• THE RECORDS
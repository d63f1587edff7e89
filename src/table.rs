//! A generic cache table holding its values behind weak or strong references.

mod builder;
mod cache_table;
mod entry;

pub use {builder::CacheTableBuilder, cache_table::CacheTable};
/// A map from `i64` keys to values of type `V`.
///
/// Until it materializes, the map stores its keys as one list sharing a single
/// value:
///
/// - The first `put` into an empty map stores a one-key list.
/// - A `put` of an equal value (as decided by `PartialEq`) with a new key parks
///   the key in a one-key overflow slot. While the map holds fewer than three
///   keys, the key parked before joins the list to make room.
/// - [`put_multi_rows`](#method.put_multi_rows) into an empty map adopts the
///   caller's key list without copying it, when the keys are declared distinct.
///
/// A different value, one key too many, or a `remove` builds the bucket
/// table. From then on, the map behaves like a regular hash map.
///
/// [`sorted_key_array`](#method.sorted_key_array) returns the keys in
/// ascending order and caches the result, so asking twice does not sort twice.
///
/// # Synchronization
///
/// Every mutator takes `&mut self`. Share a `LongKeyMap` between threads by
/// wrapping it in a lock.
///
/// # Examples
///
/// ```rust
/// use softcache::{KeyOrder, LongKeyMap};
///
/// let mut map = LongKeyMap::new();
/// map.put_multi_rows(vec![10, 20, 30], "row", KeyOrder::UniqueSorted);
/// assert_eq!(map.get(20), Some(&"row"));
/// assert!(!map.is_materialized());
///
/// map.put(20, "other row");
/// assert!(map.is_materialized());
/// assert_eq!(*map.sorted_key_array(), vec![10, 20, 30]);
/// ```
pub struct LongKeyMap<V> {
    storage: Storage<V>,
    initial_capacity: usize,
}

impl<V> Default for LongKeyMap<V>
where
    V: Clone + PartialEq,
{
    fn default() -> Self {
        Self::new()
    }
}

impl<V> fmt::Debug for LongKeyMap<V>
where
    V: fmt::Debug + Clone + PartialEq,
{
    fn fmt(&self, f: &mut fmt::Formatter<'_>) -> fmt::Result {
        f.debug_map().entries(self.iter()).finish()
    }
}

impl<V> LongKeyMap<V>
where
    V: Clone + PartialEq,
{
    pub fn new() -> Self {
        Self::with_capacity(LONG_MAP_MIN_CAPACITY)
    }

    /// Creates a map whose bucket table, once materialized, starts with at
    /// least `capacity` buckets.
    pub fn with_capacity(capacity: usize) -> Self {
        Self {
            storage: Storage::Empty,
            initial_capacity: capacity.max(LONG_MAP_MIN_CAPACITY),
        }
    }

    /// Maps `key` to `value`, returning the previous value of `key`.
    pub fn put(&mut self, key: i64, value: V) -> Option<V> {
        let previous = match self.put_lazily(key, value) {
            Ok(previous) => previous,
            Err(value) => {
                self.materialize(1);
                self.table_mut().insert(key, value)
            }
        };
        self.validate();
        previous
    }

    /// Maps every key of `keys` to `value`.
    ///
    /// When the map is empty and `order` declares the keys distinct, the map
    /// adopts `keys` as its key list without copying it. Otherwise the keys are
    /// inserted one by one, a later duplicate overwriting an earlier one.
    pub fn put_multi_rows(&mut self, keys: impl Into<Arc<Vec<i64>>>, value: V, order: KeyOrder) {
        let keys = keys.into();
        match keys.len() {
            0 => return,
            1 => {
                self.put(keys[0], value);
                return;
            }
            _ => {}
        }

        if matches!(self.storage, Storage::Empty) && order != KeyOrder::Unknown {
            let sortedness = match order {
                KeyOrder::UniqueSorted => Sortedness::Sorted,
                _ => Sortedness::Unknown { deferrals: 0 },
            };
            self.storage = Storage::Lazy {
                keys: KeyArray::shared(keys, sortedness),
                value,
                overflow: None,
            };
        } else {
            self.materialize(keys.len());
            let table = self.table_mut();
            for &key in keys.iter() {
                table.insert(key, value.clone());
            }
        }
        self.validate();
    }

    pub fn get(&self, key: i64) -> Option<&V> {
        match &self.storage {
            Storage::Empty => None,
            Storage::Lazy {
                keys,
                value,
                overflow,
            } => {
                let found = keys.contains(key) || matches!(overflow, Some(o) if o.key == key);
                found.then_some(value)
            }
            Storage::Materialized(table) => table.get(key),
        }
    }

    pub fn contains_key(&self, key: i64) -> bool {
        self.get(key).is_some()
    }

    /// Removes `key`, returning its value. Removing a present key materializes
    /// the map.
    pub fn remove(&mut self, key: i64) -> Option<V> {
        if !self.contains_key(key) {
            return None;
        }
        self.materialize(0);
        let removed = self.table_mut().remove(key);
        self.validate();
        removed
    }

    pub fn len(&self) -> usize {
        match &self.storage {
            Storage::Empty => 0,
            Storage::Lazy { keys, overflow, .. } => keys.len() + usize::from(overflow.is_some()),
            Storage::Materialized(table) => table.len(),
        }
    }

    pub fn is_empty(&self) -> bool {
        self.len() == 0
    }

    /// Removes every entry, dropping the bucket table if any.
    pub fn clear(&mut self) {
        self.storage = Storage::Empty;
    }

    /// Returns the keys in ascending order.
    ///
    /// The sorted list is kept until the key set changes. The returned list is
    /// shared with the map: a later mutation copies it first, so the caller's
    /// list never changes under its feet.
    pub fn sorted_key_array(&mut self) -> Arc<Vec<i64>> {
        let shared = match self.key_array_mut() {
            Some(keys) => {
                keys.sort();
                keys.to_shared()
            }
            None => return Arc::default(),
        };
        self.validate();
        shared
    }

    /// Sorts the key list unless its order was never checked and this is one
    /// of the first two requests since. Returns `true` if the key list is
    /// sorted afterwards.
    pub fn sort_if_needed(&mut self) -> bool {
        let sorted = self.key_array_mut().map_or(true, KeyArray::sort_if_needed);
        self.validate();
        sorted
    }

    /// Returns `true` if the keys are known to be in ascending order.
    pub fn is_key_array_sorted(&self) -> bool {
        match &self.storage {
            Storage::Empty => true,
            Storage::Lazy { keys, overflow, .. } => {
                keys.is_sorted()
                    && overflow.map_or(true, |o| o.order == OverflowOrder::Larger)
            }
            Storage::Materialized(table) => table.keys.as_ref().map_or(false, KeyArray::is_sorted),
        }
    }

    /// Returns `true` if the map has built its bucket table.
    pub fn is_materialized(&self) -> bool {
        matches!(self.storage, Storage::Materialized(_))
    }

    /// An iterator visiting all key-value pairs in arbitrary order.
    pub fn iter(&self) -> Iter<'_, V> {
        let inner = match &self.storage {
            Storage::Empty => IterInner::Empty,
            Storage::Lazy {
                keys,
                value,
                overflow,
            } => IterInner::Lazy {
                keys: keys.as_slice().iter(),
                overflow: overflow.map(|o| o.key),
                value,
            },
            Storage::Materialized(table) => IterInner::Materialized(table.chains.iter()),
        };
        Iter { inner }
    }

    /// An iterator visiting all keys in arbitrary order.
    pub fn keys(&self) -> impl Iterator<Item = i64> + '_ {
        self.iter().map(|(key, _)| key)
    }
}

• YOUR ASSIGNMENT
Each line of the listing above that contains the word "returning" counts once; please give the total and nothing more.

• SOLUTION TO THE PROBLEM
2